Contact with Nature: Even 20 Minutes will Help

Towards a Healthy Mind & Body

contact with nature

There are few people who don’t feel better after getting outdoors, even for a few minutes. This feeling is typically enhanced if they feel they have come in contact with nature. The most common reaction is usually something along the lines of ‘isn’t nature wonderful?’ or some such comment.

All very anecdotal. And modern living can make us forget how important it is to retain contact with nature.

But there is increasing scientific evidence that even a brief period of contact with nature each day will provide real benefits. Even 20 minutes will do. And it does not have to be contact with something extraordinary, unique or novel.

Nature is all around you. Granted some aspects of it are more enticing then others, but that’s not the point. It will do you good.

As an added benefit it’s free, ever changing, and mostly pleasurable. You just have to make a small effort to give a little of your time each day.


Health Benefits of Contact with Nature

Researchers in Japan ran tests on the biological effects of immersing people in forest environments (a practice known as Shinrin-yoku or forest-bathing). This involved a group of people walking for 15 minutes and then sitting for a similar period in either a forest or city location.

They tested them immediately afterwards and found that the people who had visited the forest had a lower heart rate, lower blood pressure, and lower levels of the stress hormone cortisol than people who visited the city.

There is also evidence for longer term effects of having regular contact with nature.

For example, urban locations with green spaces have been associated with better mental well-being among residents, including reduced stress. A review of academic studies found that the available research supports the idea that contact with nature is associated with good physical health, mental health, and feelings of social connection.


Contact with Nature and Memory Function

Researchers set out to see if spending time in nature could improve a person’s cognitive performance and memory. Memories of a group of students were tested and they were then split into two groups. One group went for a walk in an arboretum, while the other went for a walk in a city.

contact with nature


The memory tests were repeated after they returned. Those who had gone on the nature walk performed significantly better in terms of their memory skills in the second test than they had previously. In contrast, there was no difference for the students who had walked in the city.

A later test showed that they did not even have to go for a walk. Simply looking at pictures of nature for 10 minutes improved memory and the ability to resist distractions when compared to looking at pictures of city scenes.


Nature and Stress Relief

Recent research shows that taking even twenty minutes out of your day to stroll or sit in a place that makes you feel in contact with nature will significantly lower your stress hormone levels.

In the study, participants were asked to spend time in nature, i.e. take a nature pill, with a duration of 10 minutes or more, at least 3 times a week over an 8-week period. Levels of cortisol, a stress hormone, were measured from saliva samples taken before and after, once every two weeks.

The time of day, duration, and the place of their interaction with nature was left to the discretion of the participant. There were just two requirements. Nature was defined as anywhere outside and it was necessary that the time spent outside made participant feel like they’ve interacted with nature. Not very onerous.

There were also required to avoid factors that might cause stress while outside. For example, they needed to go out in daylight, avoid aerobic exercise, and avoid telecommunications, conversations and reading.

The data revealed that just a twenty-minute nature experience was enough to significantly reduce cortisol levels.
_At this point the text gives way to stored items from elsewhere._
use bytemuck::{Pod, Zeroable};
use image::RgbaImage;
use wgpu::util::{DeviceExt, TextureDataOrder};

use trail::{particle_seeds, FieldLayout, ReferenceSurface};

/// Per-instance vertex data: one record per grid point, expanded to a
/// billboard quad in the vertex stage.
#[repr(C)]
#[derive(Clone, Copy, Pod, Zeroable)]
struct ParticleInstance {
    position: [f32; 2],
    uv: [f32; 2],
    intensity: f32,
    angle: f32,
}

impl ParticleInstance {
    const ATTRIBUTES: [wgpu::VertexAttribute; 4] = wgpu::vertex_attr_array![
        0 => Float32x2,
        1 => Float32x2,
        2 => Float32,
        3 => Float32,
    ];

    fn layout() -> wgpu::VertexBufferLayout<'static> {
        wgpu::VertexBufferLayout {
            array_stride: std::mem::size_of::<ParticleInstance>() as wgpu::BufferAddress,
            step_mode: wgpu::VertexStepMode::Instance,
            attributes: &Self::ATTRIBUTES,
        }
    }
}

pub(crate) fn instance_buffer_layout() -> wgpu::VertexBufferLayout<'static> {
    ParticleInstance::layout()
}

/// GPU resources for one loaded image: the particle instances, the picture
/// texture, and the invisible raycast surface they share.
///
/// The whole bundle is created together and released together; dropping a
/// `SceneField` frees every GPU object it owns, which is what makes the
/// release-then-create slot ordering meaningful.
pub(crate) struct SceneField {
    pub layout: FieldLayout,
    pub surface: ReferenceSurface,
    particle_count: u32,
    instance_buffer: wgpu::Buffer,
    _picture: wgpu::Texture,
    texture_bind_group: wgpu::BindGroup,
}

impl SceneField {
    pub fn new(
        device: &wgpu::Device,
        queue: &wgpu::Queue,
        layout: FieldLayout,
        rgba: &RgbaImage,
        texture_layout: &wgpu::BindGroupLayout,
        displacement_view: &wgpu::TextureView,
        displacement_sampler: &wgpu::Sampler,
    ) -> Self {
        let seeds = particle_seeds(&layout, &mut rand::thread_rng());
        let instances: Vec<ParticleInstance> = seeds
            .iter()
            .map(|seed| ParticleInstance {
                position: seed.position,
                uv: seed.uv,
                intensity: seed.intensity,
                angle: seed.angle,
            })
            .collect();

        let instance_buffer = device.create_buffer_init(&wgpu::util::BufferInitDescriptor {
            label: Some("particle instances"),
            contents: bytemuck::cast_slice(&instances),
            usage: wgpu::BufferUsages::VERTEX,
        });

        let (width, height) = rgba.dimensions();
        let picture = device.create_texture_with_data(
            queue,
            &wgpu::TextureDescriptor {
                label: Some("picture texture"),
                size: wgpu::Extent3d {
                    width,
                    height,
                    depth_or_array_layers: 1,
                },
                mip_level_count: 1,
                sample_count: 1,
                dimension: wgpu::TextureDimension::D2,
                format: wgpu::TextureFormat::Rgba8UnormSrgb,
                usage: wgpu::TextureUsages::TEXTURE_BINDING | wgpu::TextureUsages::COPY_DST,
                view_formats: &[],
            },
            TextureDataOrder::LayerMajor,
            rgba.as_raw(),
        );
        let picture_view = picture.create_view(&wgpu::TextureViewDescriptor::default());
        let picture_sampler = device.create_sampler(&wgpu::SamplerDescriptor {
            address_mode_u: wgpu::AddressMode::ClampToEdge,
            address_mode_v: wgpu::AddressMode::ClampToEdge,
            address_mode_w: wgpu::AddressMode::ClampToEdge,
            mag_filter: wgpu::FilterMode::Linear,
            min_filter: wgpu::FilterMode::Linear,
            mipmap_filter: wgpu::FilterMode::Linear,
            ..Default::default()
        });

        let texture_bind_group = device.create_bind_group(&wgpu::BindGroupDescriptor {
            label: Some("field texture bind group"),
            layout: texture_layout,
            entries: &[
                wgpu::BindGroupEntry {
                    binding: 0,
                    resource: wgpu::BindingResource::TextureView(&picture_view),
                },
                wgpu::BindGroupEntry {
                    binding: 1,
                    resource: wgpu::BindingResource::Sampler(&picture_sampler),
                },
                wgpu::BindGroupEntry {
                    binding: 2,
                    resource: wgpu::BindingResource::TextureView(displacement_view),
                },
                wgpu::BindGroupEntry {
                    binding: 3,
                    resource: wgpu::BindingResource::Sampler(displacement_sampler),
                },
            ],
        });

        tracing::info!(
            segments = layout.segments,
            particles = layout.particle_count(),
            buffer_width = layout.buffer_width,
            "built particle field"
        );

        Self {
            layout,
            surface: ReferenceSurface::new(layout.plane_width, layout.plane_height),
            particle_count: layout.particle_count(),
            instance_buffer,
            _picture: picture,
            texture_bind_group,
        }
    }

    /// Records the field's draw into an open render pass. The particle
    /// pipeline and uniform bind group must already be set.
    pub fn draw(&self, pass: &mut wgpu::RenderPass<'_>) {
        pass.set_bind_group(1, &self.texture_bind_group, &[]);
        pass.set_vertex_buffer(0, self.instance_buffer.slice(..));
        pass.draw(0..6, 0..self.particle_count);
    }
}
/// Holds at most one live resource pair and enforces release-then-create
/// ordering on replacement.
///
/// The field and its reference surface are created and destroyed together;
/// letting two pairs coexist would leave duplicate draw objects in the
/// scene. `replace_with` drops the current value before the builder runs,
/// so that overlap cannot be expressed.
#[derive(Debug, Default)]
pub struct FieldSlot<T> {
    current: Option<T>,
}

impl<T> FieldSlot<T> {
    pub fn new() -> Self {
        Self { current: None }
    }

    pub fn get(&self) -> Option<&T> {
        self.current.as_ref()
    }

    pub fn get_mut(&mut self) -> Option<&mut T> {
        self.current.as_mut()
    }

    pub fn is_empty(&self) -> bool {
        self.current.is_none()
    }

    /// Replaces the live value: drops the old one first, then installs the
    /// builder's result. The first call simply has nothing to drop.
    ///
    /// If the builder fails the slot is left empty; callers decide whether
    /// that is recoverable.
    pub fn replace_with<E>(&mut self, build: impl FnOnce() -> Result<T, E>) -> Result<&T, E> {
        self.current = None;
        let value = build()?;
        Ok(self.current.insert(value))
    }

    /// Infallible variant of [`FieldSlot::replace_with`] for builders that
    /// cannot fail.
    pub fn replace(&mut self, build: impl FnOnce() -> T) -> &T {
        self.current = None;
        self.current.insert(build())
    }
}

#[cfg(test)]
mod tests {
    use super::*;
    use std::cell::RefCell;
    use std::rc::Rc;

    struct Probe {
        id: u32,
        log: Rc<RefCell<Vec<String>>>,
    }

    impl Drop for Probe {
        fn drop(&mut self) {
            self.log.borrow_mut().push(format!("drop {}", self.id));
        }
    }

    fn build_probe(id: u32, log: &Rc<RefCell<Vec<String>>>) -> Probe {
        log.borrow_mut().push(format!("build {id}"));
        Probe {
            id,
            log: Rc::clone(log),
        }
    }

    #[test]
    fn first_replacement_has_nothing_to_release() {
        let log = Rc::new(RefCell::new(Vec::new()));
        let mut slot = FieldSlot::new();
        assert!(slot.is_empty());
        slot.replace_with::<()>(|| Ok(build_probe(1, &log))).unwrap();
        assert_eq!(*log.borrow(), vec!["build 1"]);
        assert!(!slot.is_empty());
    }

    #[test]
    fn old_pair_is_released_before_the_new_one_is_built() {
        let log = Rc::new(RefCell::new(Vec::new()));
        let mut slot = FieldSlot::new();
        slot.replace_with::<()>(|| Ok(build_probe(1, &log))).unwrap();
        slot.replace_with::<()>(|| Ok(build_probe(2, &log))).unwrap();
        assert_eq!(*log.borrow(), vec!["build 1", "drop 1", "build 2"]);
    }

    #[test]
    fn exactly_one_value_lives_after_many_replacements() {
        let log = Rc::new(RefCell::new(Vec::new()));
        let mut slot = FieldSlot::new();
        for id in 0..5 {
            slot.replace_with::<()>(|| Ok(build_probe(id, &log))).unwrap();
        }
        assert_eq!(slot.get().map(|p| p.id), Some(4));
        let drops = log.borrow().iter().filter(|l| l.starts_with("drop")).count();
        assert_eq!(drops, 4);
    }

    #[test]
    fn infallible_replace_follows_the_same_ordering() {
        let log = Rc::new(RefCell::new(Vec::new()));
        let mut slot = FieldSlot::new();
        slot.replace(|| build_probe(1, &log));
        slot.replace(|| build_probe(2, &log));
        assert_eq!(*log.borrow(), vec!["build 1", "drop 1", "build 2"]);
    }

    #[test]
    fn failed_build_leaves_the_slot_empty() {
        let log = Rc::new(RefCell::new(Vec::new()));
        let mut slot = FieldSlot::new();
        slot.replace_with::<()>(|| Ok(build_probe(1, &log))).unwrap();
        let result = slot.replace_with(|| Err::<Probe, &str>("decode failed"));
        assert!(result.is_err());
        assert!(slot.is_empty());
        // The old value is still released first; failure cannot resurrect it.
        assert_eq!(*log.borrow(), vec!["build 1", "drop 1"]);
    }
}
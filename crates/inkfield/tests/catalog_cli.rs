use std::process::Command;

use tempfile::TempDir;

#[test]
fn no_arguments_prints_help_and_fails() {
    let output = Command::new(env!("CARGO_BIN_EXE_inkfield"))
        .output()
        .expect("failed to run inkfield");
    assert!(!output.status.success());
    let help = String::from_utf8_lossy(&output.stderr);
    assert!(help.contains("IMAGE"), "help should mention IMAGE: {help}");
}

#[test]
fn missing_catalog_is_a_clean_error() {
    let root = TempDir::new().unwrap();
    let missing = root.path().join("nope.toml");
    let output = Command::new(env!("CARGO_BIN_EXE_inkfield"))
        .args(["--catalog", missing.to_str().unwrap()])
        .output()
        .expect("failed to run inkfield");
    assert!(!output.status.success());
    let stderr = String::from_utf8_lossy(&output.stderr);
    assert!(
        stderr.contains("catalog"),
        "error should mention the catalog: {stderr}"
    );
}

#[test]
fn malformed_catalog_is_a_clean_error() {
    let root = TempDir::new().unwrap();
    let manifest = root.path().join("catalog.toml");
    std::fs::write(&manifest, "image = \"not-a-table\"\n").unwrap();
    let output = Command::new(env!("CARGO_BIN_EXE_inkfield"))
        .args(["--catalog", manifest.to_str().unwrap()])
        .output()
        .expect("failed to run inkfield");
    assert!(!output.status.success());
}
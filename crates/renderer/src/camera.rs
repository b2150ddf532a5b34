use std::f32::consts::{FRAC_PI_2, PI};

use glam::{Mat4, Vec3};

/// Vertical field of view of the viewer camera, in degrees.
const FOV_Y_DEGREES: f32 = 35.0;

/// Damped orbit camera circling the origin.
///
/// Input nudges a target spherical coordinate; `update` eases the actual
/// coordinate toward it each frame, giving the drag a soft tail instead of
/// snapping.
#[derive(Debug, Clone, Copy)]
pub(crate) struct OrbitCamera {
    radius: f32,
    theta: f32,
    phi: f32,
    target_radius: f32,
    target_theta: f32,
    target_phi: f32,
    min_radius: f32,
    max_radius: f32,
    damping: f32,
}

impl Default for OrbitCamera {
    fn default() -> Self {
        // Matches the startup framing: eye on +Z, 18 units out.
        let radius = 18.0;
        Self {
            radius,
            theta: 0.0,
            phi: FRAC_PI_2,
            target_radius: radius,
            target_theta: 0.0,
            target_phi: FRAC_PI_2,
            min_radius: 4.0,
            max_radius: 60.0,
            damping: 0.12,
        }
    }
}

impl OrbitCamera {
    pub fn new() -> Self {
        Self::default()
    }

    /// Nudges the orbit target by drag deltas in radians.
    pub fn rotate(&mut self, delta_theta: f32, delta_phi: f32) {
        self.target_theta += delta_theta;
        // Keep away from the poles so the view basis stays well defined.
        self.target_phi = (self.target_phi + delta_phi).clamp(0.05, PI - 0.05);
    }

    /// Moves the orbit distance; positive steps zoom in.
    pub fn zoom(&mut self, steps: f32) {
        self.target_radius =
            (self.target_radius * (1.0 - steps * 0.1)).clamp(self.min_radius, self.max_radius);
    }

    /// Eases the live coordinate toward its target. Call once per frame.
    pub fn update(&mut self) {
        self.radius += (self.target_radius - self.radius) * self.damping;
        self.theta += (self.target_theta - self.theta) * self.damping;
        self.phi += (self.target_phi - self.phi) * self.damping;
    }

    pub fn eye(&self) -> Vec3 {
        Vec3::new(
            self.radius * self.phi.sin() * self.theta.sin(),
            self.radius * self.phi.cos(),
            self.radius * self.phi.sin() * self.theta.cos(),
        )
    }

    pub fn view_proj(&self, aspect: f32) -> Mat4 {
        let view = Mat4::look_at_rh(self.eye(), Vec3::ZERO, Vec3::Y);
        let proj = Mat4::perspective_rh(FOV_Y_DEGREES.to_radians(), aspect.max(0.01), 0.1, 100.0);
        proj * view
    }
}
If you can spend a little more time in nature, say, 20 to 30 minutes sitting or walking, the cortisol levels dropped at their greatest rate. Spending greater lengths of time outside showed additional de-stressing benefits but at a slower rate.

contact with nature


This finding that even relatively brief periods can provide big benefits is supported by other research into the link between nature and well-being based on a survey of the overall health and life satisfaction of 20,000 people in the UK. The survey had also included questions on interaction with nature that enabled the researchers to examine the relationships.

They found that people who said they had spent two hours or more in nature during the last week were significantly more likely to report good health and high life satisfaction compared to people who said they spent no time outside.

The researchers found no reliable positive impact for people who spent only one hour in nature, but did find that health generally improved as people spent more time, up to five hours. Spending more than five hours outdoors returned no additional benefits.


Give Yourself a Nature-Pill

When it came to overall health and life satisfaction, the benefits of spending two to three hours in nature were similar to the benefits of getting two to three hours of physical exercise a week.

An important implication of these findings is that a doctor treating symptoms of stress, and possibly other ailments, can prescribe ‘nature-pills’ – getting outside for brief periods on a regular basis and just being there in contact with nature – in the knowledge that they have a real measurable effect.

But why go to the doctor at all? This is a real viable and legitimate instance where ‘self-medication’ will help by giving yourself a nature pill.